A crise alimentar em Cabo Delgado, após anos sem que a população conseguisse cultivar as suas terras, e agravada pela guerra na Ucrânia, tem levado dezenas de insurgentes esfomeados a saírem do mato e render-se. Outros focam-se em atacar machambas – quintas com agricultura de subsistência – e pequenas aldeias, roubando comida em vez de lançarem ataques contra militares ou as suas habituais campanhas de terror e decapitação. Muitos jiadistas misturaram-se entre as comunidades locais. E alguns têm-se escondido, sobrevivendo do que conseguem encontrar, mantendo-se longe das povoações onde cresceram, dos militares e dos vizinhos que atormentaram, receosos de enfrentar a vingança pelos seus crimes.
Contudo, «esta escassez causou uma fome generalizada», alerta João Feijó, investigador do Observatório do Meio Rural (OMR), ao Nascer do SOL. A crise alimentar «é para todos, não é só para os insurgentes, afeta civis e os próprios militares, que têm problemas de logística. O custo de uma operação destas, com centenas ou milhares de soldados, são enormes. Tem de haver uma máquina logística grande e não há capacidade para isso». A notícia da onda de rendições, com quase meia centena de insurgentes – sobretudo jovens e pouco experientes – a depor as armas de uma vez, semana passada, avançou a VoA, pode parecer encorajadora à primeira vista. Mas «todos passam fome», frisa o sociólogo.
«A situação é tenebrosa», concorda Omardine Omar, repórter da Carta de Moçambique, que tem feito extenso trabalho quanto à guerra em Cabo Delgado.

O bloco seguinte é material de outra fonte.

//! Application configuration loaded from environment variables.

use std::env;
use std::time::Duration;

use inkwell_core::sync::SyncConfig;
use inkwell_infra::HttpConfig;

/// Application configuration.
#[derive(Debug, Clone)]
pub struct AppConfig {
    pub http: HttpConfig,
    pub sync: SyncConfig,
    /// Editor page path; post ids are appended as a path segment.
    pub editor_path: String,
}

impl AppConfig {
    /// Load configuration from environment variables.
    pub fn from_env() -> Self {
        let defaults = SyncConfig::default();
        let sync = SyncConfig {
            autosave_delay: millis("INKWELL_AUTOSAVE_MS").unwrap_or(defaults.autosave_delay),
            tag_save_delay: millis("INKWELL_TAG_SAVE_MS").unwrap_or(defaults.tag_save_delay),
            status_clear_after: millis("INKWELL_STATUS_CLEAR_MS")
                .unwrap_or(defaults.status_clear_after),
            after_delete_location: env::var("INKWELL_AFTER_DELETE_PATH")
                .unwrap_or(defaults.after_delete_location),
        };

        Self {
            http: HttpConfig::from_env(),
            sync,
            editor_path: env::var("INKWELL_EDITOR_PATH")
                .unwrap_or_else(|_| "/admin/post".to_string()),
        }
    }

    /// Address of the editor page, optionally for an existing post.
    pub fn editor_address(&self, id: Option<&str>) -> String {
        let base = self.http.base_url.trim_end_matches('/');
        let path = self.editor_path.trim_end_matches('/');
        match id {
            Some(id) => format!("{}{}/{}", base, path, id),
            None => format!("{}{}", base, path),
        }
    }
}

fn millis(key: &str) -> Option<Duration> {
    env::var(key)
        .ok()
        .and_then(|s| s.parse().ok())
        .map(Duration::from_millis)
}
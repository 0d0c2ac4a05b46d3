//! Domain types - the post being edited and its tags.

mod post;
mod tags;

pub use post::{PostPhase, PostRecord};
pub use tags::TagSet;
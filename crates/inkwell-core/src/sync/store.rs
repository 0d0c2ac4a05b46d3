//! Post state store - the per-session record of the post being edited.

use std::sync::atomic::{AtomicU64, Ordering};

use inkwell_shared::PostId;
use tokio::sync::watch;

use crate::domain::PostRecord;

/// Sequence number handed out before a request is issued.
///
/// A response is only applied if its ticket is newer than the last applied
/// one, so a slow response cannot overwrite fresher metadata.
#[derive(Debug, Clone, Copy, PartialEq, Eq, PartialOrd, Ord)]
pub struct Ticket(u64);

/// Observable post record with response fencing.
pub struct PostStore {
    record: watch::Sender<PostRecord>,
    issued: AtomicU64,
    applied: AtomicU64,
}

impl PostStore {
    pub fn new() -> Self {
        let (record, _) = watch::channel(PostRecord::default());
        Self {
            record,
            issued: AtomicU64::new(0),
            applied: AtomicU64::new(0),
        }
    }

    pub fn snapshot(&self) -> PostRecord {
        self.record.borrow().clone()
    }

    pub fn id(&self) -> Option<PostId> {
        self.record.borrow().id.clone()
    }

    pub fn is_deleted(&self) -> bool {
        self.record.borrow().deleted
    }

    pub fn subscribe(&self) -> watch::Receiver<PostRecord> {
        self.record.subscribe()
    }

    pub fn ticket(&self) -> Ticket {
        Ticket(self.issued.fetch_add(1, Ordering::SeqCst) + 1)
    }

    /// Apply a server-confirmed change if `ticket` is the newest seen so far.
    ///
    /// Returns `None` (and leaves the record untouched) for stale tickets and
    /// once the post is deleted.
    pub fn apply<R>(&self, ticket: Ticket, change: impl FnOnce(&mut PostRecord) -> R) -> Option<R> {
        let mut outcome = None;
        self.record.send_if_modified(|record| {
            // Checked under the channel's write lock, so check-and-set is atomic
            // with respect to other writers.
            if record.deleted || ticket.0 <= self.applied.load(Ordering::SeqCst) {
                return false;
            }
            self.applied.store(ticket.0, Ordering::SeqCst);
            outcome = Some(change(record));
            true
        });
        outcome
    }

    /// Discard the record after a confirmed delete.
    ///
    /// Every ticket issued so far is retired, so responses still in flight
    /// cannot bring the record back.
    pub fn mark_deleted(&self) {
        self.record.send_modify(|record| {
            self.applied
                .fetch_max(self.issued.load(Ordering::SeqCst), Ordering::SeqCst);
            *record = PostRecord {
                deleted: true,
                ..PostRecord::default()
            };
        });
    }
}

impl Default for PostStore {
    fn default() -> Self {
        Self::new()
    }
}
//! Synchronization core - store, scheduling, engine, and the passive
//! surfaces (status line, command bar) that observe it.

mod autosave;
mod commands;
mod debounce;
mod engine;
pub mod routes;
mod status;
mod store;
mod tags;

pub use autosave::AutosaveScheduler;
pub use commands::{Command, CommandBar};
pub use debounce::{DebouncedAction, Debouncer};
pub use engine::{SyncConfig, SyncEngine};
pub use status::{StatusLine, StatusReporter, messages};
pub use store::{PostStore, Ticket};
pub use tags::TagEditor;
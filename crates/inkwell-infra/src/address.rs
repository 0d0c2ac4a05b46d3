//! Address bar backed by a parsed URL.

use std::sync::{Mutex, PoisonError};

use url::Url;

use inkwell_core::PostId;
use inkwell_core::ports::AddressBar;

use crate::error::InfraError;

/// Tracks the editor's page address.
///
/// The post id is read from an `id` query parameter, or from the segment
/// following `post` in the path (`/admin/post/42`).
pub struct UrlAddressBar {
    current: Mutex<Url>,
}

impl UrlAddressBar {
    pub fn parse(address: &str) -> Result<Self, InfraError> {
        let url = Url::parse(address).map_err(|e| InfraError::InvalidUrl {
            url: address.to_string(),
            reason: e.to_string(),
        })?;
        Ok(Self::new(url))
    }

    pub fn new(url: Url) -> Self {
        Self {
            current: Mutex::new(url),
        }
    }

    pub fn current(&self) -> Url {
        self.lock().clone()
    }

    fn lock(&self) -> std::sync::MutexGuard<'_, Url> {
        self.current.lock().unwrap_or_else(PoisonError::into_inner)
    }
}

fn query_id(url: &Url) -> Option<String> {
    url.query_pairs()
        .find(|(key, value)| key == "id" && !value.is_empty())
        .map(|(_, value)| value.into_owned())
}

fn path_id(url: &Url) -> Option<String> {
    let segments: Vec<&str> = url.path_segments()?.filter(|s| !s.is_empty()).collect();
    match segments.as_slice() {
        [.., "post", id] => Some((*id).to_string()),
        _ => None,
    }
}

impl AddressBar for UrlAddressBar {
    fn current_post_id(&self) -> Option<PostId> {
        let url = self.lock();
        query_id(&url).or_else(|| path_id(&url)).map(PostId::new)
    }

    fn replace_post_id(&self, id: &PostId) {
        let mut url = self.lock();

        if url.query_pairs().any(|(key, _)| key == "id") {
            let pairs: Vec<(String, String)> = url
                .query_pairs()
                .map(|(key, value)| {
                    let value = if key == "id" { id.to_string() } else { value.into_owned() };
                    (key.into_owned(), value)
                })
                .collect();
            url.query_pairs_mut().clear().extend_pairs(pairs);
        } else if url
            .path_segments()
            .and_then(|mut segments| segments.rfind(|s| !s.is_empty()))
            == Some("post")
        {
            if let Ok(mut segments) = url.path_segments_mut() {
                segments.pop_if_empty().push(id.as_str());
            }
        } else {
            url.query_pairs_mut().append_pair("id", id.as_str());
        }

        tracing::debug!(address = %url, "Address updated in place");
    }

    fn navigate(&self, location: &str) {
        let mut url = self.lock();
        match url.join(location) {
            Ok(next) => {
                tracing::info!(from = %url, to = %next, "Navigating");
                *url = next;
            }
            Err(e) => tracing::warn!(location, error = %e, "Ignoring invalid navigation target"),
        }
    }
}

«Até tem feito aparecer grupos de malfeitores, a partir de Pemba. Há muita gente que teve de fugir da sua terra, que parou de produzir. E há sistemas de corrupção que não permitem que os apoios cheguem aos deslocados, dirigentes chegam a exigir sexo a deslocadas, a troco dessa comida», lamenta Omar, cujo trabalho jornalístico já o fez cair nas más graças de Maputo. Há dois anos, um tribunal moçambicano chegou a condená-lo por desobediência civil, quando investigava relatos de extorsão policial a vendedores locais, sendo a sua pena de 15 dias de prisão reduzida para uma multa equivalente a 185 euros, sob pressão de organizações internacionais.
A crise alimentar em Cabo Delgado, muito dependente de ajuda humanitária, tem vindo a agravar-se e «há uma influência direta do que está a acontecer na Ucrânia», considera Omar. «Em Moçambique, o preço de tudo o que são produtos alimentares explodiu. Um garrafão de cinco litros de óleo que nós comprávamos há um mês por 500 meticais [7,3 euros] ou 800 meticais [11,7 euros], dependendo da qualidade, agora custam no mínimo uns mil meticais [14,6 euros]», aponta, referindo-se a uma das principais exportações da Ucrânia, conhecida pelos seus extensos campos de girassóis.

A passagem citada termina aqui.